**WHAT IS BEING ASKED:** Scan the entries for the word "store" and return every line that has it.

=== Begin Enclosure ===

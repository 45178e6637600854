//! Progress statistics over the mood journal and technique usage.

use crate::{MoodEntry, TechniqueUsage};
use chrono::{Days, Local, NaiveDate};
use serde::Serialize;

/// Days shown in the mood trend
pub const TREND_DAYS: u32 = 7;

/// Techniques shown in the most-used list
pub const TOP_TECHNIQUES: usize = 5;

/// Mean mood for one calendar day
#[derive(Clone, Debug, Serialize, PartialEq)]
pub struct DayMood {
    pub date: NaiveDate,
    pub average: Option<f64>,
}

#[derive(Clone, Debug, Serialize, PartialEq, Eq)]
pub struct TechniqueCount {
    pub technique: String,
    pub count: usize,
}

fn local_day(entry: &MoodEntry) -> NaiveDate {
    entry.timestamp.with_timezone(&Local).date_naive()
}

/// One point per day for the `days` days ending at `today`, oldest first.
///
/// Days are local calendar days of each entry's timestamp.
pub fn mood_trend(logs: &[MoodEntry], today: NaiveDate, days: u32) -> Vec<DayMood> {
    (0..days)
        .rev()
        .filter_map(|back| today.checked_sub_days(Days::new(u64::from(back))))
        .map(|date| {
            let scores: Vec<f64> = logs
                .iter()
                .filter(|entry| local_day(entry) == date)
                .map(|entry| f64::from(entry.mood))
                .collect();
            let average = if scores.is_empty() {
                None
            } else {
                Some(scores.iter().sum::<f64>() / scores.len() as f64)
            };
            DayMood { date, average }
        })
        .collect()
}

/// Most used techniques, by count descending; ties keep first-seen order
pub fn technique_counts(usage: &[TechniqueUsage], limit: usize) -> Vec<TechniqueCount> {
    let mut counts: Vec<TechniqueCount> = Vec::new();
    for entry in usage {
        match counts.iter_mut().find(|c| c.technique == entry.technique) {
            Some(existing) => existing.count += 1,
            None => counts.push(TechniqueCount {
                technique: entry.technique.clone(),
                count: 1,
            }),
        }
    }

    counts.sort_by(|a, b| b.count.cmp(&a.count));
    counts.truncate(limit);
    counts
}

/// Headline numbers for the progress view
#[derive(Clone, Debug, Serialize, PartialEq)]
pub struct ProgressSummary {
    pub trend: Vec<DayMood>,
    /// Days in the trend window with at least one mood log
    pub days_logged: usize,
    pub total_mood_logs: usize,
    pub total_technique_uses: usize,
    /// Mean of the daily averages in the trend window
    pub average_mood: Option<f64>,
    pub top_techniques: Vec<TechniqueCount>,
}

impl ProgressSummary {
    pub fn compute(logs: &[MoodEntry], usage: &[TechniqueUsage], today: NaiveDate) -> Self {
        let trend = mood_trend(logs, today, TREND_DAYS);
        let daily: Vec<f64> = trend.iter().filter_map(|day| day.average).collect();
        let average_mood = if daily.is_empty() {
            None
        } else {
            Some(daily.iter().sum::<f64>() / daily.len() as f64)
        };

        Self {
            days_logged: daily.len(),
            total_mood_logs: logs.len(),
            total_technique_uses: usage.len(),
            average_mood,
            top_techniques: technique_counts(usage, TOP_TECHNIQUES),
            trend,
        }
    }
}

=== End Enclosure ===
=== Begin Enclosure ===

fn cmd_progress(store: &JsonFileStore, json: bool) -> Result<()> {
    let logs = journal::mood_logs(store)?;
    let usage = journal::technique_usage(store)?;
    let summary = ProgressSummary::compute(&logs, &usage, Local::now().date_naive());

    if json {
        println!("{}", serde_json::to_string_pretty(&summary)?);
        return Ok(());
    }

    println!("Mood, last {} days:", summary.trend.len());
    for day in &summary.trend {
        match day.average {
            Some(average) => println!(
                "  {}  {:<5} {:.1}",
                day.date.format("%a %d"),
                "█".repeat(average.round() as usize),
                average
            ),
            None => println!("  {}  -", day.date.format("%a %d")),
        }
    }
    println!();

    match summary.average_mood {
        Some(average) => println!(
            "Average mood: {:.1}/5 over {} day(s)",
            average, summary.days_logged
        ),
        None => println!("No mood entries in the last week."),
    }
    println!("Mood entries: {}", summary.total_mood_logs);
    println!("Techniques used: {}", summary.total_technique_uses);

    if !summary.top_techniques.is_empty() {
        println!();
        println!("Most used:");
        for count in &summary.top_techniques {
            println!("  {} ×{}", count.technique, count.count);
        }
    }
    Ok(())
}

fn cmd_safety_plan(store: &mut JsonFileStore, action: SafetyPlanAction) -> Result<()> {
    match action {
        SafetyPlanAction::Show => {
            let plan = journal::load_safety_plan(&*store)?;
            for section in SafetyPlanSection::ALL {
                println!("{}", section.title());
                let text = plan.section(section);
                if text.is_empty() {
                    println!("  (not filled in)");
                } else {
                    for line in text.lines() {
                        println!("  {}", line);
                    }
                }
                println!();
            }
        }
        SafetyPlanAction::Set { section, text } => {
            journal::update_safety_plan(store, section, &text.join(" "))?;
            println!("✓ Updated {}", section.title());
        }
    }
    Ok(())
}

=== End Enclosure ===

**RESPONSE TO THE EXERCISE:**
fn cmd_progress(store: &JsonFileStore, json: bool) -> Result<()> {
    let logs = journal::mood_logs(store)?;
    let usage = journal::technique_usage(store)?;
fn cmd_safety_plan(store: &mut JsonFileStore, action: SafetyPlanAction) -> Result<()> {
            let plan = journal::load_safety_plan(&*store)?;
            journal::update_safety_plan(store, section, &text.join(" "))?;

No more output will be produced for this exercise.